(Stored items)
☆ ☆ ☆ ☆ ☆
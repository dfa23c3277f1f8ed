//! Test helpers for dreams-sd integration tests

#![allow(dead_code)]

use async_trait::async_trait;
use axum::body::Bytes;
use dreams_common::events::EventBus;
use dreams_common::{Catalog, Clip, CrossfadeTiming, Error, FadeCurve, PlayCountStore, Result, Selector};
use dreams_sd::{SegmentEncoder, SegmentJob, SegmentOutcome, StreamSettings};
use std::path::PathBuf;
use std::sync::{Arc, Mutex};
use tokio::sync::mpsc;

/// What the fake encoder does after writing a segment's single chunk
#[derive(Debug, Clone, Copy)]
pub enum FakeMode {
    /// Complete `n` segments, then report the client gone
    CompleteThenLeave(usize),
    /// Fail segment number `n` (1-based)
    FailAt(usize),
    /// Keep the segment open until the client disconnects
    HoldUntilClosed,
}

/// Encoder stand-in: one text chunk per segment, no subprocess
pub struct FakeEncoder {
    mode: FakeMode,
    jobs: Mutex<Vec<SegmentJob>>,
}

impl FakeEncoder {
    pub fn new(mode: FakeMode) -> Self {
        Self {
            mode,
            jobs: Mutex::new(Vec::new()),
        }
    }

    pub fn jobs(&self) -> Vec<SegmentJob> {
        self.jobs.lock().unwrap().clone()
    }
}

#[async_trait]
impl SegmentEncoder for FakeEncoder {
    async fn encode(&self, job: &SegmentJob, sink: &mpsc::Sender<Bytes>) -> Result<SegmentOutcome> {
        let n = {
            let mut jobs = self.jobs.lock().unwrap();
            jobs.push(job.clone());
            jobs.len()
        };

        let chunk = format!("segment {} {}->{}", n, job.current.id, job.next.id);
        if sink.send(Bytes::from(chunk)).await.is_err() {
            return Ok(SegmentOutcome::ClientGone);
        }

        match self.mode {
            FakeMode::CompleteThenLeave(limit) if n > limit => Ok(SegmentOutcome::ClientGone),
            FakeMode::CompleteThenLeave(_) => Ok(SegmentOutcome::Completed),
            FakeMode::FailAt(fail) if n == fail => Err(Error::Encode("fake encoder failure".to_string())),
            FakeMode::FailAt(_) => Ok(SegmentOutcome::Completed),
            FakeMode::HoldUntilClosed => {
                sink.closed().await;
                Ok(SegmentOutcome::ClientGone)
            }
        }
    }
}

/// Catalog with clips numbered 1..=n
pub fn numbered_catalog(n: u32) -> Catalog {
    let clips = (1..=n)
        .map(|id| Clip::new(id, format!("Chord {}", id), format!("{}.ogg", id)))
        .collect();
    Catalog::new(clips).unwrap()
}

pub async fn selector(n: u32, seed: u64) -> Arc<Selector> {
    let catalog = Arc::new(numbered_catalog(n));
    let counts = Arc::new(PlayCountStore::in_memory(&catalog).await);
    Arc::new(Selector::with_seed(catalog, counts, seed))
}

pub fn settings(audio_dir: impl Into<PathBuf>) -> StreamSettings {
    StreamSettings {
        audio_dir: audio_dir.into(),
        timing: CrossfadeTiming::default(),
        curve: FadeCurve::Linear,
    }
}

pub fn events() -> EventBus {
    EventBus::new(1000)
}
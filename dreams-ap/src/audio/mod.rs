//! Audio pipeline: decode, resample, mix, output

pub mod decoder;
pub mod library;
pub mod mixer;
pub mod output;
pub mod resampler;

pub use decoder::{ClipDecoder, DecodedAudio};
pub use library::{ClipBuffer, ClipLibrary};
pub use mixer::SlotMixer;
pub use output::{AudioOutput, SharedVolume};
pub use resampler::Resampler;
☆ ☆ ☆ ☆ ☆
**Problem statement:** Set the entries down again, unchanged and complete.

**Task answer:**
repository dfa23c3277f1f8ed
//! Test helpers for dreams-sd integration tests

#![allow(dead_code)]

use async_trait::async_trait;
use axum::body::Bytes;
use dreams_common::events::EventBus;
use dreams_common::{Catalog, Clip, CrossfadeTiming, Error, FadeCurve, PlayCountStore, Result, Selector};
use dreams_sd::{SegmentEncoder, SegmentJob, SegmentOutcome, StreamSettings};
use std::path::PathBuf;
use std::sync::{Arc, Mutex};
use tokio::sync::mpsc;

/// What the fake encoder does after writing a segment's single chunk
#[derive(Debug, Clone, Copy)]
pub enum FakeMode {
    /// Complete `n` segments, then report the client gone
    CompleteThenLeave(usize),
    /// Fail segment number `n` (1-based)
    FailAt(usize),
    /// Keep the segment open until the client disconnects
    HoldUntilClosed,
}

/// Encoder stand-in: one text chunk per segment, no subprocess
pub struct FakeEncoder {
    mode: FakeMode,
    jobs: Mutex<Vec<SegmentJob>>,
}

impl FakeEncoder {
    pub fn new(mode: FakeMode) -> Self {
        Self {
            mode,
            jobs: Mutex::new(Vec::new()),
        }
    }

    pub fn jobs(&self) -> Vec<SegmentJob> {
        self.jobs.lock().unwrap().clone()
    }
}

#[async_trait]
impl SegmentEncoder for FakeEncoder {
    async fn encode(&self, job: &SegmentJob, sink: &mpsc::Sender<Bytes>) -> Result<SegmentOutcome> {
        let n = {
            let mut jobs = self.jobs.lock().unwrap();
            jobs.push(job.clone());
            jobs.len()
        };

        let chunk = format!("segment {} {}->{}", n, job.current.id, job.next.id);
        if sink.send(Bytes::from(chunk)).await.is_err() {
            return Ok(SegmentOutcome::ClientGone);
        }

        match self.mode {
            FakeMode::CompleteThenLeave(limit) if n > limit => Ok(SegmentOutcome::ClientGone),
            FakeMode::CompleteThenLeave(_) => Ok(SegmentOutcome::Completed),
            FakeMode::FailAt(fail) if n == fail => Err(Error::Encode("fake encoder failure".to_string())),
            FakeMode::FailAt(_) => Ok(SegmentOutcome::Completed),
            FakeMode::HoldUntilClosed => {
                sink.closed().await;
                Ok(SegmentOutcome::ClientGone)
            }
        }
    }
}

/// Catalog with clips numbered 1..=n
pub fn numbered_catalog(n: u32) -> Catalog {
    let clips = (1..=n)
        .map(|id| Clip::new(id, format!("Chord {}", id), format!("{}.ogg", id)))
        .collect();
    Catalog::new(clips).unwrap()
}

pub async fn selector(n: u32, seed: u64) -> Arc<Selector> {
    let catalog = Arc::new(numbered_catalog(n));
    let counts = Arc::new(PlayCountStore::in_memory(&catalog).await);
    Arc::new(Selector::with_seed(catalog, counts, seed))
}

pub fn settings(audio_dir: impl Into<PathBuf>) -> StreamSettings {
    StreamSettings {
        audio_dir: audio_dir.into(),
        timing: CrossfadeTiming::default(),
        curve: FadeCurve::Linear,
    }
}

pub fn events() -> EventBus {
    EventBus::new(1000)
}
filename dreams-ap/src/audio/mod.rs
//! Audio pipeline: decode, resample, mix, output

pub mod decoder;
pub mod library;
pub mod mixer;
pub mod output;
pub mod resampler;

pub use decoder::{ClipDecoder, DecodedAudio};
pub use library::{ClipBuffer, ClipLibrary};
pub use mixer::SlotMixer;
pub use output::{AudioOutput, SharedVolume};
pub use resampler::Resampler;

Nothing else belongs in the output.